Dia menyayangkan seandainya produksi kakao di kab. Ciamis tidak dikelola dengan baik. Bisa dibayangkan dalam sebulan saja, produksi Kakao di wilayah Ciamis bisa mencapai 12 Ton. Dan kebutuhan pasar saat ini mencapai ratusan ton.
Ujang menceritakan, pada sebelumnya, para petani seringkali menjual kakaonya ke sejumlah kelompok tani yang kemudian dilanjutkan kepada ke Gapoktan (Gabungan Kelompok Tani) dan terakhir dijual ke koperasi.

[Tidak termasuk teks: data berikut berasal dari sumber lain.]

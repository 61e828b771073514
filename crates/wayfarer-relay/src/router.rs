//! Axum router construction for the relay.
//!
//! Assembles the websocket relay, the emergency endpoint and the
//! introspection routes into a single [`Router`] with open CORS for the
//! browser front-end.

use std::sync::Arc;

use axum::Router;
use axum::routing::{get, post};
use tower_http::cors::{Any, CorsLayer};
use tower_http::trace::TraceLayer;

use crate::emergency;
use crate::handlers;
use crate::state::AppState;
use crate::ws;

/// Build the complete relay router.
///
/// - `GET /ws/location` -- relay websocket
/// - `POST /api/emergency` -- emergency notification
/// - `GET /api/status` -- counts and uptime
/// - `GET /api/participants` -- live roster
pub fn build_router(state: Arc<AppState>) -> Router {
    let cors = CorsLayer::new()
        .allow_origin(Any)
        .allow_methods(Any)
        .allow_headers(Any);

    Router::new()
        .route("/ws/location", get(ws::ws_location))
        .route(
            "/api/emergency",
            post(emergency::post_emergency).fallback(emergency::method_not_allowed),
        )
        .route("/api/status", get(handlers::get_status))
        .route("/api/participants", get(handlers::list_participants))
        .layer(cors)
        .layer(TraceLayer::new_for_http())
        .with_state(state)
}
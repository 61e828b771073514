//! Emergency notification endpoint.
//!
//! `POST /api/emergency` accepts an [`AlertPayload`], validates it,
//! notifies every contact concurrently and reports per-contact results:
//!
//! | Outcome | Status |
//! |---------|--------|
//! | every contact notified | 200 |
//! | some contacts notified | 207 |
//! | nobody notified | 500 |
//! | malformed or invalid payload | 400 |
//! | any method but POST | 405 |
//!
//! Delivery itself (e-mail, SMS) is behind [`ContactNotifier`].

use std::sync::Arc;

use axum::Json;
use axum::body::Bytes;
use axum::extract::State;
use axum::http::StatusCode;
use axum::response::IntoResponse;
use chrono::{DateTime, Utc};
use futures::future::{self, BoxFuture};
use tracing::{error, info, warn};
use uuid::Uuid;
use validator::Validate;
use wayfarer_types::{AlertPayload, AlertResponse, ContactResult, Severity};

use crate::error::RelayError;
use crate::state::AppState;

/// A rendered notification for one contact.
#[derive(Debug, Clone, PartialEq, Eq)]
pub struct Notice {
    /// Recipient address.
    pub contact: String,
    /// Subject line.
    pub subject: String,
    /// Plain-text body.
    pub text: String,
    /// Alert priority, for transports that support it.
    pub severity: Severity,
}

/// Delivers notices to contacts.
///
/// Returns a message id on success and a reason on failure.
pub trait ContactNotifier: Send + Sync {
    /// Deliver one notice.
    fn notify<'a>(&'a self, notice: &'a Notice) -> BoxFuture<'a, Result<String, String>>;
}

/// Notifier that writes each notice to the log and always succeeds.
#[derive(Debug, Clone, Copy, Default)]
pub struct LogNotifier;

impl ContactNotifier for LogNotifier {
    fn notify<'a>(&'a self, notice: &'a Notice) -> BoxFuture<'a, Result<String, String>> {
        let message_id = format!("<{}@wayfarer.local>", Uuid::new_v4());
        warn!(
            contact = %notice.contact,
            subject = %notice.subject,
            severity = %notice.severity,
            %message_id,
            "emergency notice"
        );
        Box::pin(future::ready(Ok(message_id)))
    }
}

/// Subject line for an alert.
pub fn render_subject(payload: &AlertPayload) -> String {
    format!(
        "\u{1f6a8} EMERGENCY ALERT - {} Priority - {}",
        payload.severity, payload.user_info.name
    )
}

/// Plain-text body for an alert.
pub fn render_text(payload: &AlertPayload) -> String {
    let phone = payload.user_info.phone.as_deref().unwrap_or("Not provided");
    let location = payload.location.as_deref().unwrap_or("Not specified");
    format!(
        "\u{1f6a8} EMERGENCY ALERT \u{1f6a8}\n\
         IMMEDIATE ASSISTANCE REQUIRED\n\
         \n\
         Priority: {severity}\n\
         Person: {name}\n\
         Phone: {phone}\n\
         Location: {location}\n\
         Time: {time}\n\
         \n\
         Message: {message}\n\
         \n\
         This is an automated emergency alert. Please respond immediately.\n",
        severity = payload.severity,
        name = payload.user_info.name,
        time = format_time(payload.timestamp),
        message = payload.message,
    )
}

fn format_time(timestamp: DateTime<Utc>) -> String {
    timestamp.format("%Y-%m-%d %H:%M:%S UTC").to_string()
}

/// Notify every contact concurrently, preserving payload order.
pub async fn notify_all(notifier: &dyn ContactNotifier, payload: &AlertPayload) -> Vec<ContactResult> {
    let subject = render_subject(payload);
    let text = render_text(payload);
    let notices: Vec<Notice> = payload
        .emergency_contacts
        .iter()
        .map(|contact| Notice {
            contact: contact.clone(),
            subject: subject.clone(),
            text: text.clone(),
            severity: payload.severity,
        })
        .collect();

    let deliveries = notices.iter().map(|notice| async move {
        match notifier.notify(notice).await {
            Ok(message_id) => ContactResult {
                contact: notice.contact.clone(),
                success: true,
                message_id: Some(message_id),
                error: None,
            },
            Err(reason) => {
                error!(contact = %notice.contact, %reason, "failed to notify contact");
                ContactResult {
                    contact: notice.contact.clone(),
                    success: false,
                    message_id: None,
                    error: Some(reason),
                }
            }
        }
    });
    future::join_all(deliveries).await
}

/// Handle an emergency alert.
///
/// # Route
///
/// `POST /api/emergency`
pub async fn post_emergency(
    State(state): State<Arc<AppState>>,
    body: Bytes,
) -> Result<impl IntoResponse, RelayError> {
    let payload: AlertPayload =
        serde_json::from_slice(&body).map_err(|e| RelayError::InvalidBody(e.to_string()))?;
    payload.validate()?;

    let results = notify_all(state.notifier(), &payload).await;
    let response = AlertResponse::from_results(payload.timestamp, results);

    info!(
        user = %payload.user_info.name,
        location = payload.location.as_deref().unwrap_or("unspecified"),
        notified = response.notified,
        failed = response.failed,
        "emergency alert processed"
    );

    let status = if response.notified == 0 {
        StatusCode::INTERNAL_SERVER_ERROR
    } else if response.failed > 0 {
        StatusCode::MULTI_STATUS
    } else {
        StatusCode::OK
    };
    Ok((status, Json(response)))
}

/// Any method other than POST on the emergency route.
pub async fn method_not_allowed() -> RelayError {
    RelayError::MethodNotAllowed
}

Setelah itu, koperasi menjual langsung kepada pembeli/ konsumen. Namun, saat ini penjualan seperti itu sudah tidak mampu dipertahankan lagi. Alasannya kakao sudah menjadi komoditi unggulan yang banyak dibutuhkan pasar.
Maka secara tidak langsung para pembeli pun beramai-ramai mencari pasokan kakao ke petani di daerah, bahkan kakao yang belum dipanen sekalipun sudah dihargai oleh mereka.
Walaupun mempunyai perbedaan harga jual yang relatif kecil para petani tentunya berharap banyak menjual kakao fermentasi karena kakao jenis ini yang banyak dibutuhkan pasar.
“Bayangkan saja jika dilihat dari daya serap pasar, perbedaan kakao fermentasi dengan kakao asalan, mempunyai perbandingan 70:30,” katanya.
Ketua Gapoktan Banyu Metu Sejahtera, Warino, asal Padaherang, yang sekaligus Ketua Assosiasi Petani Agribisnis Komoditi Kakao (APKOKA), Kab Ciamis, membenarkan perbedaan harga kakao fermentasi dengan kakao asalan.
Menurutnya, perbedaan tersebut hanya berkisar seribu lima ratus rupiah. Namun, dengan menjual kakao permentasi dalam jumlah banyak bisa menutupi ongkos produksi, dan biaya fermentasi.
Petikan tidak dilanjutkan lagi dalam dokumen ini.